Anti granzyme b

Cells were lysed in buffer containing 0.5% Nonidet P-40, 20 mM Tris-HCl (pH=7.4), 150 mM NaCl, 2 mM sodium orthovanadate, 10% glycerol, and complete protease inhibitor (Roche Diagnostics, Indianapolis, IN). Protein concentration was determined by Bradford assay (Bio-rad, Hercules, CA). Protein lysates were separated by SDS-PAGE using 12.5% acrylamide gels and transferred to Immobilon-FL (Millipore, Billerica, MA) membranes. Membranes were blocked with 4% w/v milk in PBS and then incubated with primary antibody in PBS containing 4% milk and 0.1% v/v Tween-20 overnight at 4°C. After washing with PBS containing 0.1% Tween-20, membranes were incubated with fluorescent-conjugated species-specific secondary antibodies in PBS containing 4% milk, 0.1% Tween-20, and 0.01% SDS. Images were acquired with an Odyssey CLx using Image Studio software (LI-COR, Lincoln, NE). The fluorescence signals for each sample were background subtracted and normalized to α-tubulin using Image Studio software. The following antibodies were used for immunoblot analysis: anti-Fasligand (FasL) (R&D Systems, MAB5262), anti-α-tubulin (Cell Signaling Technology), anti-granzyme B (Cell Signaling Technology), IRDye 800CW goat anti-rat (LI-COR), IRDye 680RD goat anti-mouse IgG1 (LI-COR), IRDye 800CW goat anti-rabbit (LI-COR).

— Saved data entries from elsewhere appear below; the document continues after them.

#[async_trait]
impl Launcher for NativeLauncher {
    fn name(&self) -> &'static str {
        "native"
    }

    async fn mount(&self, npk: &Npk, target: &Path) -> Result<PathBuf> {
        let npk = npk.clone();
        let target = target.to_owned();
        tokio::task::spawn_blocking(move || {
            npk.unpack_image(&target)?;
            Ok(target)
        })
        .await
        .map_err(|e| Error::Shutdown(format!("mount task panicked: {e}")))?
    }

    async fn umount(&self, root: &Path) -> Result<()> {
        let root = root.to_owned();
        tokio::task::spawn_blocking(move || {
            std::fs::remove_dir_all(&root)
                .map_err(|e| Error::io(format!("remove {}", root.display()), e))
        })
        .await
        .map_err(|e| Error::Shutdown(format!("umount task panicked: {e}")))?
    }

    #[cfg(target_os = "linux")]
    async fn spawn(&self, spec: &SandboxSpec, config: &SpawnConfig) -> Result<Spawned> {
        let cgroup_dir = linux::setup_cgroup(spec)?;
        let mut child = linux::spawn(spec, config, &cgroup_dir)?;
        let io = config.io.clone().unwrap_or_default();
        linux::forward_logs(&spec.container, &mut child, &io);
        let pid = child
            .id()
            .ok_or_else(|| Error::SpawnFailed {
                container: spec.container.clone(),
                reason: "process exited before pid was read".to_string(),
            })?;

        let (events_tx, events) = mpsc::channel(16);
        tokio::spawn(linux::monitor_cgroup(cgroup_dir, events_tx));

        self.children
            .lock()
            .unwrap_or_else(|e| e.into_inner())
            .insert(pid, child);
        debug!("spawned {} as pid {pid}", spec.container);
        Ok(Spawned { pid, events })
    }

    #[cfg(not(target_os = "linux"))]
    async fn spawn(&self, spec: &SandboxSpec, _config: &SpawnConfig) -> Result<Spawned> {
        Err(Error::SpawnFailed {
            container: spec.container.clone(),
            reason: "process sandboxing requires linux".to_string(),
        })
    }

    #[cfg(target_os = "linux")]
    async fn signal(&self, pid: Pid, signal: i32) -> Result<()> {
        let rc = unsafe { libc::kill(pid as libc::pid_t, signal) };
        if rc != 0 {
            return Err(Error::SignalFailed {
                pid,
                reason: std::io::Error::last_os_error().to_string(),
            });
        }
        Ok(())
    }

    #[cfg(not(target_os = "linux"))]
    async fn signal(&self, pid: Pid, _signal: i32) -> Result<()> {
        Err(Error::SignalFailed {
            pid,
            reason: "signals require linux".to_string(),
        })
    }

    #[cfg(target_os = "linux")]
    async fn wait(&self, pid: Pid) -> Result<ExitStatus> {
        let child = self
            .children
            .lock()
            .unwrap_or_else(|e| e.into_inner())
            .remove(&pid);
        let mut child = child.ok_or(Error::SignalFailed {
            pid,
            reason: "unknown pid".to_string(),
        })?;
        let status = child
            .wait()
            .await
            .map_err(|e| Error::io(format!("wait for pid {pid}"), e))?;

        use std::os::unix::process::ExitStatusExt;
        let status = match (status.code(), status.signal()) {
            (Some(code), _) => ExitStatus::Exit { code },
            (None, Some(signal)) => ExitStatus::Signalled { signal },
            (None, None) => ExitStatus::Exit { code: -1 },
        };
        Ok(status)
    }

    #[cfg(not(target_os = "linux"))]
    async fn wait(&self, pid: Pid) -> Result<ExitStatus> {
        Err(Error::SignalFailed {
            pid,
            reason: "process supervision requires linux".to_string(),
        })
    }
}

For ex vivo analysis, mice were sacrificed on the specified day and the entire tumor excised and either lysed for Western blot analysis or fixed in 10% formalin and paraffin embedded for immunohistochemical or immunofluorescence staining. For Western blot analyses, anti-CD8 (Ab108292, Abcam, Cambridge, MA), anti-CD3 (sc-20047, Santa Cruz Biotechnology, Dallas, TX, anti-CD4 (sc-19643, Santa Cruz), anti-FoxP3 (12653s, Cell Signaling Technologies, Danvers, MA), anti-pSTAT (700349, ThermoFisher, Waltham, MA), anti-Granzyme B (4275s, Cell Signaling Technologies) and anti-β-actin (Cell Signaling Technologies 4970S) were used at the manufacturer’s recommended concentration. For immunohistochemistry analysis, granzyme B (Ab4059, Abcam) and CD3 (Ab56090, Abcam) antibodies were detected using biotinylated goat-anti-rabbit antibodies with the Signal Stain Boost IHC Detection Reagent (Abcam). For immunofluorescence staining, granzyme B was detected with Ab4059 and AlexaFluor 488 goat anti-rabbit secondary (Life Technologies); CD3 was detected with anti-CD3 clone PC3/188A (Santa Cruz) and AlexaFluor 594 goat anti-mouse secondary (Life Technologies).